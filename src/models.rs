//! Shared request/response types for the control surface

use crate::worker_supervisor::WorkerInfo;
use serde::{Deserialize, Serialize};

/// Standard API response wrapper
#[derive(Debug, Clone, Serialize, Deserialize)]
pub struct ApiResponse<T> {
    pub ok: bool,
    #[serde(skip_serializing_if = "Option::is_none")]
    pub data: Option<T>,
    #[serde(skip_serializing_if = "Option::is_none")]
    pub error: Option<String>,
}

impl<T> ApiResponse<T> {
    pub fn success(data: T) -> Self {
        Self {
            ok: true,
            data: Some(data),
            error: None,
        }
    }
}

/// Health check response
#[derive(Debug, Clone, Serialize, Deserialize)]
pub struct HealthResponse {
    pub status: String,
    pub version: String,
    pub uptime_sec: u64,
    pub db_connected: bool,
    pub open_streams: usize,
    pub running_workers: usize,
}

#[derive(Debug, Clone, Copy, PartialEq, Eq, Serialize, Deserialize)]
#[serde(rename_all = "lowercase")]
pub enum ModelAction {
    Start,
    Stop,
}

/// `POST /model-control` body
#[derive(Debug, Clone, Deserialize)]
pub struct ModelControlRequest {
    pub camera_id: String,
    pub model_id: String,
    pub action: ModelAction,
}

#[derive(Debug, Clone, Serialize)]
pub struct ModelControlResponse {
    pub message: String,
    pub worker: WorkerInfo,
}

/// `DELETE /api/streams/:camera_id` result
#[derive(Debug, Clone, Serialize)]
pub struct StreamReleaseResponse {
    pub camera_id: String,
    pub released: bool,
    pub stopped_workers: Vec<WorkerInfo>,
}

#[derive(Debug, Clone, Deserialize)]
pub struct DetectionQuery {
    pub camera_id: Option<String>,
    pub limit: Option<usize>,
}
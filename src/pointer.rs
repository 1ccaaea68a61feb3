use crate::{
    core::{Point, Rect, ScrollOffset, Seconds},
    ease::Ease,
    error::WeaveResult,
    scene::{CardSpec, MagnetSpec},
    stage::{ElementId, Prop, Stage, Value},
    tween::{Scheduler, TweenSpec},
};

/// Maximum 3D tilt, degrees, at a normalized offset of 1.
const MAX_TILT_DEG: f64 = 10.0;

const BLOB_FOLLOW_SECS: Seconds = 0.6;
const BLOB_VISIBLE_OPACITY: f64 = 0.6;
const TILT_SECS: Seconds = 0.3;
const SNAP_BACK_SECS: Seconds = 0.8;
const HOVER_ACCENT_SECS: Seconds = 0.4;
const MAGNET_FOLLOW_SECS: Seconds = 0.3;
const MAGNET_RELEASE_SECS: Seconds = 0.6;
const GLYPH_SPIN_SECS: Seconds = 0.6;

fn scalar(v: f64) -> Value {
    Value::Scalar(v)
}

/// Cursor position local to an element, from client coordinates and the
/// element's document-space layout rect.
fn local_cursor(client: Point, rect: Rect, scroll: ScrollOffset) -> Point {
    Point::new(client.x - rect.x0, client.y - (rect.y0 - scroll))
}

/// Per-card pointer interaction: trailing blob, 3D tilt, hover accents.
///
/// One controller per card, no cross-card state. Attachment is a capability
/// check: cards without the nested inner layer or blob get no controller.
#[derive(Clone, Debug)]
pub struct PointerController {
    card: ElementId,
    inner: ElementId,
    blob: ElementId,
    number: Option<ElementId>,
    name: Option<ElementId>,
}

impl PointerController {
    pub fn attach(spec: &CardSpec, stage: &mut Stage) -> Option<Self> {
        let card = stage.id_of(&spec.key)?;
        let inner = spec.inner.as_deref().and_then(|k| stage.id_of(k))?;
        let blob = spec.blob.as_deref().and_then(|k| stage.id_of(k))?;
        let number = spec.number.as_deref().and_then(|k| stage.id_of(k));
        let name = spec.name.as_deref().and_then(|k| stage.id_of(k));

        // Resting state.
        stage.set(blob, Prop::BlobOpacity, scalar(0.0));
        stage.set(inner, Prop::RotateX, scalar(0.0));
        stage.set(inner, Prop::RotateY, scalar(0.0));

        Some(Self {
            card,
            inner,
            blob,
            number,
            name,
        })
    }

    /// Normalized cursor offset from the card center, each axis in `[-1,1]`.
    fn normalized_offset(local: Point, rect: Rect) -> (f64, f64) {
        let cx = rect.width() / 2.0;
        let cy = rect.height() / 2.0;
        if cx <= 0.0 || cy <= 0.0 {
            return (0.0, 0.0);
        }
        (
            ((local.x - cx) / cx).clamp(-1.0, 1.0),
            ((local.y - cy) / cy).clamp(-1.0, 1.0),
        )
    }

    pub fn pointer_move(
        &self,
        client: Point,
        scroll: ScrollOffset,
        now: Seconds,
        sched: &mut Scheduler,
        stage: &Stage,
    ) -> WeaveResult<()> {
        let Some(rect) = stage.layout(self.card) else {
            return Ok(());
        };
        let local = local_cursor(client, rect, scroll);

        // Blob trails the cursor: a short eased transition, not a snap.
        for (prop, to) in [
            (Prop::BlobX, local.x),
            (Prop::BlobY, local.y),
            (Prop::BlobOpacity, BLOB_VISIBLE_OPACITY),
        ] {
            sched.schedule(
                TweenSpec::to(self.blob, prop, scalar(to), BLOB_FOLLOW_SECS, Ease::OutQuart),
                now,
            )?;
        }

        // Tilt: vertical offset negated so the cursor's side tilts toward
        // the viewer. Overlapping moves retarget the in-flight tween.
        let (dx, dy) = Self::normalized_offset(local, rect);
        let rotate_x = -dy * MAX_TILT_DEG;
        let rotate_y = dx * MAX_TILT_DEG;
        sched.schedule(
            TweenSpec::to(self.inner, Prop::RotateX, scalar(rotate_x), TILT_SECS, Ease::OutQuart),
            now,
        )?;
        sched.schedule(
            TweenSpec::to(self.inner, Prop::RotateY, scalar(rotate_y), TILT_SECS, Ease::OutQuart),
            now,
        )?;
        Ok(())
    }

    pub fn pointer_enter(&self, now: Seconds, sched: &mut Scheduler) -> WeaveResult<()> {
        if let Some(number) = self.number {
            sched.schedule(
                TweenSpec::to(number, Prop::Scale, scalar(1.1), HOVER_ACCENT_SECS, Ease::OutQuart),
                now,
            )?;
        }
        if let Some(name) = self.name {
            sched.schedule(
                TweenSpec::to(
                    name,
                    Prop::TranslateY,
                    scalar(-5.0),
                    HOVER_ACCENT_SECS,
                    Ease::OutQuart,
                ),
                now,
            )?;
        }
        Ok(())
    }

    /// Single consolidated leave handler: elastic tilt release, blob fade,
    /// and hover-accent resets all at once.
    pub fn pointer_leave(&self, now: Seconds, sched: &mut Scheduler) -> WeaveResult<()> {
        for prop in [Prop::RotateX, Prop::RotateY] {
            sched.schedule(
                TweenSpec::to(self.inner, prop, scalar(0.0), SNAP_BACK_SECS, Ease::SNAP_BACK),
                now,
            )?;
        }
        sched.schedule(
            TweenSpec::to(
                self.blob,
                Prop::BlobOpacity,
                scalar(0.0),
                HOVER_ACCENT_SECS,
                Ease::OutQuart,
            ),
            now,
        )?;
        if let Some(number) = self.number {
            sched.schedule(
                TweenSpec::to(number, Prop::Scale, scalar(1.0), HOVER_ACCENT_SECS, Ease::OutQuart),
                now,
            )?;
        }
        if let Some(name) = self.name {
            sched.schedule(
                TweenSpec::to(
                    name,
                    Prop::TranslateY,
                    scalar(0.0),
                    HOVER_ACCENT_SECS,
                    Ease::OutQuart,
                ),
                now,
            )?;
        }
        Ok(())
    }
}

/// Icon-only magnetic element: the element itself chases the cursor at half
/// strength, with an elastic release and a glyph spin on entry.
#[derive(Clone, Debug)]
pub struct MagnetController {
    element: ElementId,
    glyph: Option<ElementId>,
}

impl MagnetController {
    pub fn attach(spec: &MagnetSpec, stage: &mut Stage) -> Option<Self> {
        let element = stage.id_of(&spec.key)?;
        let glyph = spec.glyph.as_deref().and_then(|k| stage.id_of(k));
        stage.set(element, Prop::TranslateX, scalar(0.0));
        stage.set(element, Prop::TranslateY, scalar(0.0));
        Some(Self { element, glyph })
    }

    pub fn pointer_move(
        &self,
        client: Point,
        scroll: ScrollOffset,
        now: Seconds,
        sched: &mut Scheduler,
        stage: &Stage,
    ) -> WeaveResult<()> {
        let Some(rect) = stage.layout(self.element) else {
            return Ok(());
        };
        let local = local_cursor(client, rect, scroll);
        let offset_x = local.x - rect.width() / 2.0;
        let offset_y = local.y - rect.height() / 2.0;
        sched.schedule(
            TweenSpec::to(
                self.element,
                Prop::TranslateX,
                scalar(offset_x * 0.5),
                MAGNET_FOLLOW_SECS,
                Ease::OutQuart,
            ),
            now,
        )?;
        sched.schedule(
            TweenSpec::to(
                self.element,
                Prop::TranslateY,
                scalar(offset_y * 0.5),
                MAGNET_FOLLOW_SECS,
                Ease::OutQuart,
            ),
            now,
        )?;
        Ok(())
    }

    pub fn pointer_enter(&self, now: Seconds, sched: &mut Scheduler) -> WeaveResult<()> {
        if let Some(glyph) = self.glyph {
            sched.schedule(
                TweenSpec::to(glyph, Prop::Rotation, scalar(360.0), GLYPH_SPIN_SECS, Ease::SPIN_IN),
                now,
            )?;
        }
        Ok(())
    }

    /// Elastic translation release; glyph rotation snaps to 0 instantly so
    /// the next entry spins the full turn again.
    pub fn pointer_leave(
        &self,
        now: Seconds,
        sched: &mut Scheduler,
        stage: &mut Stage,
    ) -> WeaveResult<()> {
        for prop in [Prop::TranslateX, Prop::TranslateY] {
            sched.schedule(
                TweenSpec::to(self.element, prop, scalar(0.0), MAGNET_RELEASE_SECS, Ease::SNAP_BACK),
                now,
            )?;
        }
        if let Some(glyph) = self.glyph {
            sched.set(glyph, Prop::Rotation, scalar(0.0), stage);
        }
        Ok(())
    }
}
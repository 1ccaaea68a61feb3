use std::collections::BTreeSet;

use crate::{
    core::Seconds,
    ease::Ease,
    error::{WeaveError, WeaveResult},
    scene::{Palette, Scene},
    scroll::{TriggerEvent, TriggerEventKind, TriggerId, TriggerPoint, TriggerSet, TriggerSpec},
    stage::{ElementId, Prop, Stage, Value},
    timeline::{Segment, Timeline},
    tween::{Scheduler, TweenSpec},
};

const CARD_REST_OFFSET: f64 = 150.0;
const CARD_REVEAL_SECS: Seconds = 1.2;
const CARD_STAGGER_SECS: Seconds = 0.15;
const WORD_STAGGER_SECS: Seconds = 0.12;
const PARALLAX_FACTOR: f64 = 0.20;

fn scalar(v: f64) -> Value {
    Value::Scalar(v)
}

/// Composite motion profile for the showcase/origins section pair: one
/// value object owning the three scroll-keyed effects (color crossfade,
/// parallax, staggered reveal) plus the recovered origins reveal and footer
/// progress scrubs. Each effect owns its `(element, prop)` slots
/// exclusively; `build` rejects overlapping claims.
#[derive(Clone, Debug)]
pub struct Orchestrator {
    color_scrub: TriggerId,
    parallax_scrub: TriggerId,
    card_reveal: TriggerId,
    origins_reveal: TriggerId,
    footer_scrub: Option<TriggerId>,

    surfaces: Vec<ElementId>,
    palette_dark: Palette,
    palette_light: Palette,
    origins: ElementId,
    origins_image_container: Option<ElementId>,
    origins_image: Option<ElementId>,
    origins_words: Vec<ElementId>,
    origins_label: Option<ElementId>,
    origins_body: Option<ElementId>,
    origins_cta: Option<ElementId>,
    cards: Vec<ElementId>,
    footer_bar: Option<ElementId>,
}

impl Orchestrator {
    #[tracing::instrument(skip_all)]
    pub fn build(
        scene: &Scene,
        triggers: &mut TriggerSet,
        stage: &mut Stage,
    ) -> WeaveResult<Self> {
        let showcase = &scene.showcase;
        let origins_spec = &scene.origins;

        // Phase crossfade: color is a pure function of scroll across the
        // showcase approach, fully reversible.
        let color_scrub = triggers.register(TriggerSpec {
            element: showcase.key.clone(),
            start: TriggerPoint::parse("top bottom")?,
            end: Some(TriggerPoint::parse("center center")?),
            scrub: true,
        })?;

        // Parallax exit: origins translates at 20% of its own scroll range.
        let parallax_scrub = triggers.register(TriggerSpec {
            element: origins_spec.key.clone(),
            start: TriggerPoint::parse("top top")?,
            end: Some(TriggerPoint::parse("bottom top")?),
            scrub: true,
        })?;

        let card_reveal = triggers.register(TriggerSpec {
            element: showcase.key.clone(),
            start: TriggerPoint::parse("top 70%")?,
            end: None,
            scrub: false,
        })?;

        let origins_reveal = triggers.register(TriggerSpec {
            element: origins_spec.key.clone(),
            start: TriggerPoint::parse("top 70%")?,
            end: None,
            scrub: false,
        })?;

        // The first surface is the document body; its layout rect spans the
        // whole document, so "top top".."bottom bottom" covers the page.
        let footer_scrub = match &scene.footer_progress {
            Some(_) => Some(triggers.register(TriggerSpec {
                element: showcase.surfaces[0].clone(),
                start: TriggerPoint::parse("top top")?,
                end: Some(TriggerPoint::parse("bottom bottom")?),
                scrub: true,
            })?),
            None => None,
        };

        let surfaces: Vec<_> = showcase.surfaces.iter().map(|k| stage.register(k)).collect();
        let origins = stage.register(&origins_spec.key);
        stage.register(&showcase.key);
        let cards: Vec<_> = showcase.cards.iter().map(|c| stage.register(&c.key)).collect();
        let footer_bar = scene.footer_progress.as_deref().map(|k| stage.register(k));

        let this = Self {
            color_scrub,
            parallax_scrub,
            card_reveal,
            origins_reveal,
            footer_scrub,
            surfaces,
            palette_dark: showcase.palette_dark,
            palette_light: showcase.palette_light,
            origins,
            origins_image_container: origins_spec
                .image_container
                .as_deref()
                .map(|k| stage.register(k)),
            origins_image: origins_spec.image.as_deref().map(|k| stage.register(k)),
            origins_words: origins_spec.words.iter().map(|k| stage.register(k)).collect(),
            origins_label: origins_spec.label.as_deref().map(|k| stage.register(k)),
            origins_body: origins_spec.body.as_deref().map(|k| stage.register(k)),
            origins_cta: origins_spec.cta.as_deref().map(|k| stage.register(k)),
            cards,
            footer_bar,
        };
        this.check_slot_ownership()?;

        // Cards rest invisible and lower until the reveal fires.
        for card in &this.cards {
            stage.set(*card, Prop::TranslateY, scalar(CARD_REST_OFFSET));
            stage.set(*card, Prop::Opacity, scalar(0.0));
        }
        // Surfaces start in the dark phase.
        for surface in &this.surfaces {
            stage.set(
                *surface,
                Prop::BackgroundColor,
                Value::Color(this.palette_dark.background),
            );
            stage.set(*surface, Prop::TextColor, Value::Color(this.palette_dark.text));
        }
        if let Some(bar) = this.footer_bar {
            stage.set(bar, Prop::ProgressWidth, scalar(0.0));
        }

        Ok(this)
    }

    /// No two effects may animate the same slot of the same element.
    fn check_slot_ownership(&self) -> WeaveResult<()> {
        let mut claimed = BTreeSet::new();
        let mut claim = |el: ElementId, prop: Prop| -> WeaveResult<()> {
            if !claimed.insert((el, prop)) {
                return Err(WeaveError::validation(format!(
                    "conflicting effect registrations for {el:?}/{prop:?}"
                )));
            }
            Ok(())
        };

        for s in &self.surfaces {
            claim(*s, Prop::BackgroundColor)?;
            claim(*s, Prop::TextColor)?;
        }
        claim(self.origins, Prop::TranslateY)?;
        for c in &self.cards {
            claim(*c, Prop::TranslateY)?;
            claim(*c, Prop::Opacity)?;
        }
        if let Some(bar) = self.footer_bar {
            claim(bar, Prop::ProgressWidth)?;
        }
        Ok(())
    }

    /// Route one trigger event into the scheduler/stage.
    pub fn handle(
        &self,
        event: TriggerEvent,
        now: Seconds,
        sched: &mut Scheduler,
        stage: &mut Stage,
    ) -> WeaveResult<()> {
        if event.id == self.color_scrub {
            if let TriggerEventKind::Scrub(p) = event.kind {
                self.apply_phase_colors(p, sched, stage)?;
            }
        } else if event.id == self.parallax_scrub {
            if let TriggerEventKind::Scrub(p) = event.kind {
                self.apply_parallax(p, sched, stage)?;
            }
        } else if event.id == self.card_reveal {
            match event.kind {
                TriggerEventKind::Enter => self.play_card_reveal(now, sched)?,
                // Scrolling back up does not hide the cards again; the
                // reveal is one-way by product decision.
                TriggerEventKind::LeaveBack => {}
                _ => {}
            }
        } else if event.id == self.origins_reveal {
            if event.kind == TriggerEventKind::Enter {
                self.play_origins_reveal(now, sched)?;
            }
        } else if Some(event.id) == self.footer_scrub
            && let TriggerEventKind::Scrub(p) = event.kind
            && let Some(bar) = self.footer_bar
        {
            sched.scrub(bar, Prop::ProgressWidth, scalar(0.0), scalar(100.0), p, stage)?;
        }
        Ok(())
    }

    fn apply_phase_colors(
        &self,
        progress: f64,
        sched: &mut Scheduler,
        stage: &mut Stage,
    ) -> WeaveResult<()> {
        for surface in &self.surfaces {
            sched.scrub(
                *surface,
                Prop::BackgroundColor,
                Value::Color(self.palette_dark.background),
                Value::Color(self.palette_light.background),
                progress,
                stage,
            )?;
            sched.scrub(
                *surface,
                Prop::TextColor,
                Value::Color(self.palette_dark.text),
                Value::Color(self.palette_light.text),
                progress,
                stage,
            )?;
        }
        Ok(())
    }

    fn apply_parallax(
        &self,
        progress: f64,
        sched: &mut Scheduler,
        stage: &mut Stage,
    ) -> WeaveResult<()> {
        let Some(rect) = stage.layout(self.origins) else {
            return Ok(());
        };
        let full = PARALLAX_FACTOR * rect.height();
        sched.scrub(
            self.origins,
            Prop::TranslateY,
            scalar(0.0),
            scalar(full),
            progress,
            stage,
        )
    }

    fn play_card_reveal(&self, now: Seconds, sched: &mut Scheduler) -> WeaveResult<()> {
        tracing::debug!(cards = self.cards.len(), "card reveal");
        // Two tweens per card share one stagger step.
        let tweens = self
            .cards
            .iter()
            .enumerate()
            .flat_map(|(i, card)| {
                let delay = i as f64 * CARD_STAGGER_SECS;
                [
                    TweenSpec::to(*card, Prop::TranslateY, scalar(0.0), CARD_REVEAL_SECS, Ease::OutQuart)
                        .with_delay(delay),
                    TweenSpec::to(*card, Prop::Opacity, scalar(1.0), CARD_REVEAL_SECS, Ease::OutQuart)
                        .with_delay(delay),
                ]
            })
            .collect::<Vec<_>>();
        Timeline::new().then(Segment::new(tweens)).play(sched, now)
    }

    fn play_origins_reveal(&self, now: Seconds, sched: &mut Scheduler) -> WeaveResult<()> {
        tracing::debug!("origins reveal");
        // Revealing mask wipe with a zoom-out inside it.
        if let Some(container) = self.origins_image_container {
            sched.schedule(
                TweenSpec::from_to(
                    container,
                    Prop::ClipRight,
                    scalar(100.0),
                    scalar(0.0),
                    1.5,
                    Ease::OutQuart,
                ),
                now,
            )?;
        }
        if let Some(image) = self.origins_image {
            sched.schedule(
                TweenSpec::from_to(image, Prop::Scale, scalar(1.1), scalar(1.0), 1.5, Ease::OutQuart),
                now,
            )?;
        }

        // Headline words rise in sequence.
        for (i, word) in self.origins_words.iter().enumerate() {
            let delay = i as f64 * WORD_STAGGER_SECS;
            sched.schedule(
                TweenSpec::from_to(*word, Prop::TranslateY, scalar(40.0), scalar(0.0), 0.8, Ease::OutQuart)
                    .with_delay(delay),
                now,
            )?;
            sched.schedule(
                TweenSpec::from_to(*word, Prop::Opacity, scalar(0.0), scalar(1.0), 0.8, Ease::OutQuart)
                    .with_delay(delay),
                now,
            )?;
        }

        let slide_up = |sched: &mut Scheduler,
                        el: Option<ElementId>,
                        from_y: f64,
                        duration: Seconds,
                        delay: Seconds|
         -> WeaveResult<()> {
            let Some(el) = el else { return Ok(()) };
            sched.schedule(
                TweenSpec::from_to(el, Prop::TranslateY, scalar(from_y), scalar(0.0), duration, Ease::OutQuart)
                    .with_delay(delay),
                now,
            )?;
            sched.schedule(
                TweenSpec::from_to(el, Prop::Opacity, scalar(0.0), scalar(1.0), duration, Ease::OutQuart)
                    .with_delay(delay),
                now,
            )
        };
        slide_up(sched, self.origins_label, 20.0, 0.8, 0.0)?;
        slide_up(sched, self.origins_body, 30.0, 1.0, 0.3)?;

        // CTA slides in from behind its overflow mask.
        if let Some(cta) = self.origins_cta {
            sched.schedule(
                TweenSpec::from_to(cta, Prop::TranslateX, scalar(-50.0), scalar(0.0), 1.0, Ease::OutQuart)
                    .with_delay(0.5),
                now,
            )?;
            sched.schedule(
                TweenSpec::from_to(cta, Prop::Opacity, scalar(0.0), scalar(1.0), 1.0, Ease::OutQuart)
                    .with_delay(0.5),
                now,
            )?;
        }
        Ok(())
    }
}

************

» **Your goal**: Whenever the string "BlobOpacity" occurs in a line of the entries above, copy that line.

» **Exercise response**:
        stage.set(blob, Prop::BlobOpacity, scalar(0.0));
            (Prop::BlobOpacity, BLOB_VISIBLE_OPACITY),
                Prop::BlobOpacity,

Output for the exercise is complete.